Stored items
......

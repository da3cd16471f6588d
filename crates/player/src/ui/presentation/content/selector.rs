//! Minimal CSS selectors: `tag`, `.class`, `[attr]`, `[attr=value]` and
//! compounds of those (`li.entry[data-kind=spell]`).

use std::fmt;
use std::str::FromStr;

use super::tree::Element;

#[derive(Debug, Clone, PartialEq, Eq, thiserror::Error)]
pub enum SelectorError {
    #[error("Empty selector")]
    Empty,
    #[error("Unsupported selector '{selector}': {reason}")]
    Unsupported { selector: String, reason: String },
}

#[derive(Debug, Clone, PartialEq, Eq)]
enum Part {
    Tag(String),
    Class(String),
    HasAttribute(String),
    AttributeEquals(String, String),
}

/// A compound selector; every part must match.
#[derive(Debug, Clone, PartialEq, Eq)]
pub struct Selector {
    source: String,
    parts: Vec<Part>,
}

impl Selector {
    pub fn matches(&self, element: &Element) -> bool {
        self.parts.iter().all(|part| match part {
            Part::Tag(tag) => element.tag == *tag,
            Part::Class(class) => element.has_class(class),
            Part::HasAttribute(name) => element.attribute(name).is_some(),
            Part::AttributeEquals(name, value) => element.attribute(name) == Some(value.as_str()),
        })
    }
}

impl fmt::Display for Selector {
    fn fmt(&self, f: &mut fmt::Formatter<'_>) -> fmt::Result {
        f.write_str(&self.source)
    }
}

impl FromStr for Selector {
    type Err = SelectorError;

    fn from_str(s: &str) -> Result<Self, Self::Err> {
        let source = s.trim();
        if source.is_empty() {
            return Err(SelectorError::Empty);
        }
        let unsupported = |reason: &str| SelectorError::Unsupported {
            selector: source.to_string(),
            reason: reason.to_string(),
        };
        if source.contains(char::is_whitespace) || source.contains(['>', '+', '~', ',']) {
            return Err(unsupported("combinators are not supported"));
        }

        let mut parts = Vec::new();
        let mut rest = source;

        let tag_len = rest
            .find(['.', '['])
            .unwrap_or(rest.len());
        if tag_len > 0 {
            parts.push(Part::Tag(rest[..tag_len].to_ascii_lowercase()));
            rest = &rest[tag_len..];
        }

        while !rest.is_empty() {
            if let Some(after_dot) = rest.strip_prefix('.') {
                let end = after_dot.find(['.', '[']).unwrap_or(after_dot.len());
                if end == 0 {
                    return Err(unsupported("empty class name"));
                }
                parts.push(Part::Class(after_dot[..end].to_string()));
                rest = &after_dot[end..];
            } else if let Some(after_bracket) = rest.strip_prefix('[') {
                let end = after_bracket
                    .find(']')
                    .ok_or_else(|| unsupported("unclosed attribute selector"))?;
                let body = &after_bracket[..end];
                let part = match body.split_once('=') {
                    Some((name, value)) => {
                        let value = value.trim().trim_matches(|c| c == '"' || c == '\'');
                        Part::AttributeEquals(name.trim().to_string(), value.to_string())
                    }
                    None => Part::HasAttribute(body.trim().to_string()),
                };
                if matches!(&part, Part::HasAttribute(n) | Part::AttributeEquals(n, _) if n.is_empty())
                {
                    return Err(unsupported("empty attribute name"));
                }
                parts.push(part);
                rest = &after_bracket[end + 1..];
            } else {
                return Err(unsupported("unexpected character"));
            }
        }

        Ok(Self {
            source: source.to_string(),
            parts,
        })
    }
}

#[cfg(test)]
mod tests {
    use super::*;

    fn sel(s: &str) -> Selector {
        s.parse().expect("valid selector")
    }

    #[test]
    fn simple_selectors() {
        let option = Element::new("option").with_class("choice");
        assert!(sel("option").matches(&option));
        assert!(sel(".choice").matches(&option));
        assert!(!sel("li").matches(&option));

        let marked = Element::new("div").with_attribute("data-render-mode", "name");
        assert!(sel("[data-render-mode]").matches(&marked));
        assert!(sel("[data-render-mode=name]").matches(&marked));
        assert!(sel(r#"[data-render-mode="name"]"#).matches(&marked));
        assert!(!sel("[data-render-mode=tooltip]").matches(&marked));
    }

    #[test]
    fn compound_selector_needs_every_part() {
        let element = Element::new("li").with_class("entry").with_attribute("data-kind", "spell");
        assert!(sel("li.entry[data-kind=spell]").matches(&element));
        assert!(!sel("li.entry.other").matches(&element));
    }

    #[test]
    fn rejects_unsupported_syntax() {
        assert_eq!("  ".parse::<Selector>(), Err(SelectorError::Empty));
        assert!(matches!(
            "div p".parse::<Selector>(),
            Err(SelectorError::Unsupported { .. })
        ));
        assert!(matches!(
            "[data-x".parse::<Selector>(),
            Err(SelectorError::Unsupported { .. })
        ));
        assert!(matches!(
            "div.".parse::<Selector>(),
            Err(SelectorError::Unsupported { .. })
        ));
    }
}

......

Please go through the data above and copy each line containing the word "reason".

    #[error("Unsupported selector '{selector}': {reason}")]
    Unsupported { selector: String, reason: String },
        let unsupported = |reason: &str| SelectorError::Unsupported {
            reason: reason.to_string(),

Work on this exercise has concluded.